Zincirleme suç olarak da adlandırılan müteselsil suç ise, T.C.Y.nın 80. maddesinde, "Bir suç işlemek kararının icrası cümlesinden olarak kanunun aynı hükmünün bir kaç defa ihlal edilmesi, muhtelif zamanlarda vaki olsa bile bir suç sayılır. Fakat bundan dolayı terettüp edecek ceza altıda birden yarıya kadar artırılır." biçiminde düzenlenmiştir.
Bu yasal tanımlamadan anlaşılacağı gibi, müteselsil suçun varlığı için bazı koşulların gerçekleşmesi gerekir. Bunlardan birisi, birden fazla suçun (neticenin) bulunması, diğeri; bu suçların kanunun aynı hükmünü ihlal etmeleri, üçüncüsü ise; birden fazla suçun aynı suç işleme kararına bağlanmasıdır.
Ceza Yasasının 80. maddesi, 4055 Sayılı Yasa ile değiştirilmiş ve maddedeki "aynı kasdi cürmü" sözcükleri çıkartılarak yerine, "aynı suç işleme kararı" ibaresi konulmuştur. Bu değişiklikle, haklı olarak müteselsil suçlarda suç kastlarının ayrılığında zorunluluk bulunduğu, "aynı suç işleme kararının" kasttan başka bir anlam taşıdığı vurgulanmak istenmiştir.
Kaynak yasa ile yasamızdaki "aynı suç işleme kararı" kavramından ne anlaşılacağı öğreti ve yargısal kararlarda değerlendirilmiş, bunun, kanunun aynı hükmünü müteaddit defa ihlal etmek hususunda önceden kurulan bir plan (Antokosei Maggiore, Manzini'ye atfen DÖNMEZER-ERMAN cilt1, Sh.387), kanunun aynı hükmünü müteaddit defa ihlal etmek hususundaki genel bir niyet (Raineri-Pannen'e atfen DÖNMEZER-ERMAN) anlamında bulunduğu, ancak çok genel bir birliğin, genel bir saik birliği sonucuna götüreceği, örneğin hırsızlığı kendisine meslek edinmiş bir kimsenin, çok sayıda hırsızlık suçu işlemesinde saik birliği bulunduğu halde, bu saik birliğinin, kararda birliği meydana getiremeyeceği, suç saiki, niyeti, amacı ile kararının karıştırılmaması gerektiği, yine fırsat çıktığı zaman suç işlemek için verilen genel bir kararın, müteselsil suçun bu sübjektif koşulunu oluşturmayacağı (SANCAR), işlenen suçlar aynı olsa dahi, failin eline geçirdiği fırsatlardan yararlanarak bunları işlemesinde, aynı suç işleme kararından bahsedilemeyeceği, suçlar arasında uzun bir süre bulunmasının, aynı suç işleme kararına bağlılıktan değil ortaya çıkan fırsatlardan yararlanma şeklinde yorumlanabileceği (ÖNDER), görüşleri ileri sürülmüştür.

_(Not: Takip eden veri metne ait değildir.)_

//! `customkit_io_xlsx` v1:
//! Sheet lifecycle management for `.xlsx` workbooks.
//!
//! Architecture:
//! - `conf`    : constants and default presets
//! - `spec`    : workbook model, options and errors
//! - `util`    : pure helpers (names, hashing, cell/table conversion)
//! - `package` : zip/xml access to the per-sheet protection record
//! - `reader`  : file -> workbook model (`calamine`)
//! - `writer`  : workbook model -> file (`rust_xlsxwriter`)
//! - `manager` : logged façade (`ExcelManager`)
pub mod conf;
pub mod manager;
pub mod package;
pub mod reader;
pub mod spec;
pub mod util;
pub mod writer;

pub use conf::{
    C_NAME_LOGGER_EXCEL, N_LEN_EXCEL_SHEET_NAME_MAX, N_NCOLS_EXCEL_MAX, N_NROWS_EXCEL_MAX,
    TUP_EXCEL_ILLEGAL, derive_default_excel_manager_options,
};
pub use manager::ExcelManager;
pub use reader::load_workbook;
pub use spec::{
    EnumCellValue, EnumExcelErrorKind, EnumOverwriteMode, EnumSheetNameConflictStrategy,
    ExcelError, SpecExcelManagerOptions, SpecSheet, SpecSheetProtection, SpecWorkbook,
};
pub use util::{
    derive_available_sheet_name, derive_dataframe_from_cells, derive_excel_password_hash,
    derive_grid_from_dataframe, validate_sheet_name,
};
pub use writer::save_workbook;
//! Mail constants and default preset factories.

use crate::spec::SpecSmtpOptions;
use crate::util::derive_smtp_host;

/// Logger name used by [`crate::MailDispatcher`].
pub const C_NAME_LOGGER_MAIL: &str = "MailManager";

/// Submission port (STARTTLS).
pub const N_PORT_SMTP_DEFAULT: u16 = 587;
pub const C_HOST_SMTP_GMAIL: &str = "smtp.gmail.com";
pub const C_HOST_SMTP_OUTLOOK: &str = "smtp-mail.outlook.com";
/// Sender domain routed to [`C_HOST_SMTP_GMAIL`].
pub const C_DOMAIN_GMAIL: &str = "gmail.com";

/// Separator used when several addresses are folded into one field.
pub const C_SEP_RECIPIENTS: &str = "; ";

pub(crate) const C_NAME_CLIENT_EHLO: &str = "localhost";
pub(crate) const N_LEN_BASE64_LINE: usize = 76;
pub(crate) const C_PREFIX_DRAFT: &str = "customkit-mail-";
pub(crate) const C_SUFFIX_DRAFT: &str = ".eml";

/// SMTP options for `sender`: derived host, port 587, STARTTLS on.
pub fn derive_default_smtp_options(sender: &str) -> SpecSmtpOptions {
    SpecSmtpOptions {
        host: derive_smtp_host(sender).to_string(),
        ..Default::default()
    }
}
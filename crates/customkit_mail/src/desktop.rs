//! Desktop hand-off: the message becomes an unsent `.eml` draft that the OS
//! opens in the default mail client, which sends it as the logged-in user.

use std::io::Write;
use std::path::PathBuf;
use std::sync::Arc;

use customkit_log::Logger;

use crate::conf::{C_PREFIX_DRAFT, C_SUFFIX_DRAFT};
use crate::dispatcher::MailTransport;
use crate::mime::derive_mime_message;
use crate::spec::{EnumBodyFormat, MailError, SpecMailEnvelope};

#[derive(Debug, Clone)]
pub struct DesktopTransport {
    dir_draft: PathBuf,
    log: Arc<Logger>,
}

impl DesktopTransport {
    /// Drafts are written to the system temp directory.
    pub fn new(log: Arc<Logger>) -> Self {
        Self::with_draft_dir(std::env::temp_dir(), log)
    }

    pub fn with_draft_dir(dir_draft: impl Into<PathBuf>, log: Arc<Logger>) -> Self {
        Self {
            dir_draft: dir_draft.into(),
            log,
        }
    }

    /// Write the HTML draft and return its path; sender and credentials are ignored.
    pub fn write_draft(&self, envelope: &SpecMailEnvelope) -> Result<PathBuf, MailError> {
        let envelope_desktop = SpecMailEnvelope {
            sender: None,
            credentials: None,
            ..envelope.clone()
        };
        let v_message =
            derive_mime_message(&envelope_desktop, EnumBodyFormat::Html, &[("X-Unsent", "1")])?;

        let mut file_draft = tempfile::Builder::new()
            .prefix(C_PREFIX_DRAFT)
            .suffix(C_SUFFIX_DRAFT)
            .tempfile_in(&self.dir_draft)?;
        file_draft.write_all(&v_message)?;
        file_draft.flush()?;

        let (_, path_draft) = file_draft.keep().map_err(|err| MailError::Io(err.error))?;
        self.log.info(format!("Draft written to {}.", path_draft.display()));
        Ok(path_draft)
    }
}

impl MailTransport for DesktopTransport {
    fn send(&self, envelope: &SpecMailEnvelope) -> Result<(), MailError> {
        let path_draft = self.write_draft(envelope)?;
        opener::open(&path_draft)?;
        self.log.info("Draft handed to the desktop mail client.");
        Ok(())
    }
}
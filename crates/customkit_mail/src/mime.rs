//! RFC 5322 `multipart/mixed` message builder.
//!
//! The text part and every attachment are base64 encoded, so the boundary
//! can never collide with part content.

use std::fs;

use base64::Engine;
use base64::engine::general_purpose::STANDARD;

use crate::conf::N_LEN_BASE64_LINE;
use crate::spec::{EnumBodyFormat, MailError, SpecMailEnvelope};
use crate::util::derive_attachment_name;

const C_CRLF: &str = "\r\n";

/// Base64 with CRLF line breaks every 76 characters.
pub fn encode_base64_wrapped(v_data: &[u8]) -> String {
    let c_encoded = STANDARD.encode(v_data);
    c_encoded
        .as_bytes()
        .chunks(N_LEN_BASE64_LINE)
        .map(|chunk| std::str::from_utf8(chunk).unwrap_or_default())
        .collect::<Vec<_>>()
        .join(C_CRLF)
}

/// Header text as-is when ASCII, otherwise an RFC 2047 encoded word.
pub fn encode_header_value(text: &str) -> String {
    if text.is_ascii() {
        text.to_string()
    } else {
        format!("=?utf-8?B?{}?=", STANDARD.encode(text.as_bytes()))
    }
}

fn derive_boundary() -> String {
    let n_nanos = chrono::Utc::now().timestamp_nanos_opt().unwrap_or_default();
    format!("=_customkit_{n_nanos:x}")
}

/// Render the envelope as a complete message; attachments are read from disk.
///
/// `l_headers_extra` is emitted after the standard headers.
pub fn derive_mime_message(
    envelope: &SpecMailEnvelope,
    body_format: EnumBodyFormat,
    l_headers_extra: &[(&str, &str)],
) -> Result<Vec<u8>, MailError> {
    let c_boundary = derive_boundary();
    let mut l_lines: Vec<String> = Vec::new();

    if let Some(sender) = &envelope.sender {
        l_lines.push(format!("From: {sender}"));
    }
    l_lines.push(format!("To: {}", envelope.receiver));
    if let Some(cc) = &envelope.cc {
        l_lines.push(format!("Cc: {cc}"));
    }
    l_lines.push(format!("Subject: {}", encode_header_value(&envelope.subject)));
    l_lines.push(format!("Date: {}", chrono::Local::now().to_rfc2822()));
    l_lines.push("MIME-Version: 1.0".to_string());
    for (c_name, c_value) in l_headers_extra {
        l_lines.push(format!("{c_name}: {c_value}"));
    }
    l_lines.push(format!(
        "Content-Type: multipart/mixed; boundary=\"{c_boundary}\""
    ));
    l_lines.push(String::new());

    l_lines.push(format!("--{c_boundary}"));
    l_lines.push(format!(
        "Content-Type: {}; charset=utf-8",
        body_format.as_mime_type()
    ));
    l_lines.push("Content-Transfer-Encoding: base64".to_string());
    l_lines.push(String::new());
    l_lines.push(encode_base64_wrapped(envelope.body.as_bytes()));

    for path in &envelope.attachments {
        let v_data = fs::read(path).map_err(|source| MailError::Attachment {
            path: path.clone(),
            source,
        })?;
        let c_name = encode_header_value(&derive_attachment_name(path));

        l_lines.push(format!("--{c_boundary}"));
        l_lines.push(format!(
            "Content-Type: application/octet-stream; name=\"{c_name}\""
        ));
        l_lines.push(format!(
            "Content-Disposition: attachment; filename=\"{c_name}\""
        ));
        l_lines.push("Content-Transfer-Encoding: base64".to_string());
        l_lines.push(String::new());
        l_lines.push(encode_base64_wrapped(&v_data));
    }

    l_lines.push(format!("--{c_boundary}--"));
    l_lines.push(String::new());
    Ok(l_lines.join(C_CRLF).into_bytes())
}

Yargıtay Ceza Genel Kurulunun konuya ilişkin 2.3.1987 gün ve 341/84 sayılı ve 20.3.1995 gün ve 48/68 sayılı kararlarında;
Öğretideki görüşlere yer verildikten sonra "‘aynı suç işleme kararından’ Yasanın aynı hükmünü birçok kez ihlal etme hususunda önceden kurulan bir plana yönelik genel bir niyetin anlaşılması gerektiği, bu bağlamda failin suçu işlemeden önce bir plan yapmasının veya bu suça niyet etmesinin ve fakat fiili bir defada yapmak yerine kısımlara bölmeyi ve o surette gerçekleştirmeyi daha uygun görmesinin, hareketinin aynı nitelikteki ihlale yönelik öncekinin devamı olmasının ve tüm hareketleri, arasında subjektif bir bağlantı bulunmasının anlaşılması gerektiği" kabul edilmiştir.
Aynı suç işleme kararının varlığı, olaysal olarak suçun işlenmesindeki özellikler, suçun işleniş biçimi, fiillerin işlendikleri yer ve işlenme zamanı, fiiller arasında geçen süre, mağdurların farklı olup olmadıkları, ihlal edilen değer ve yarar ile korunan değer ve yarar, olayların oluşum ve gelişimi ile tüm özellikleri değerlendirilerek belirlenecektir.
Yine yargısal kararlarda; suçların işlenme tarihleri arasında az veya çok bir zaman aralığı bulunması ya da suç mağdurlarının birden fazla olması halinde teselsülü reddetmenin adalet ve hakkaniyete uygun bulunmayacağı genel bir kabul görmekte ise de, eylemler arasında 2-3 ay gibi, uzun sayılabilecek ve makul kabul edilemeyecek bir zaman aralığının bulunması halinde, suç işleme kararında birlikten söz edilemeyeceği kabul edilmiş, (CGK.nun, 17.4.1995 gün ve 97-122 sayılı, 17.10.1988 gün ve 303-367sayılı kararları) öğretide de, aradan geçen uzun sürenin aynı suç işleme kararının değil ortaya çıkan fırsatlardan yararlanma düşüncesinin sonucu olarak yorumlanması gerektiğine, iki ihlal arasında çok uzun bir zaman aralığı bulunmasının suç kararında birlik olmadığının" karinesini teşkil edebileceğine değinilmiştir.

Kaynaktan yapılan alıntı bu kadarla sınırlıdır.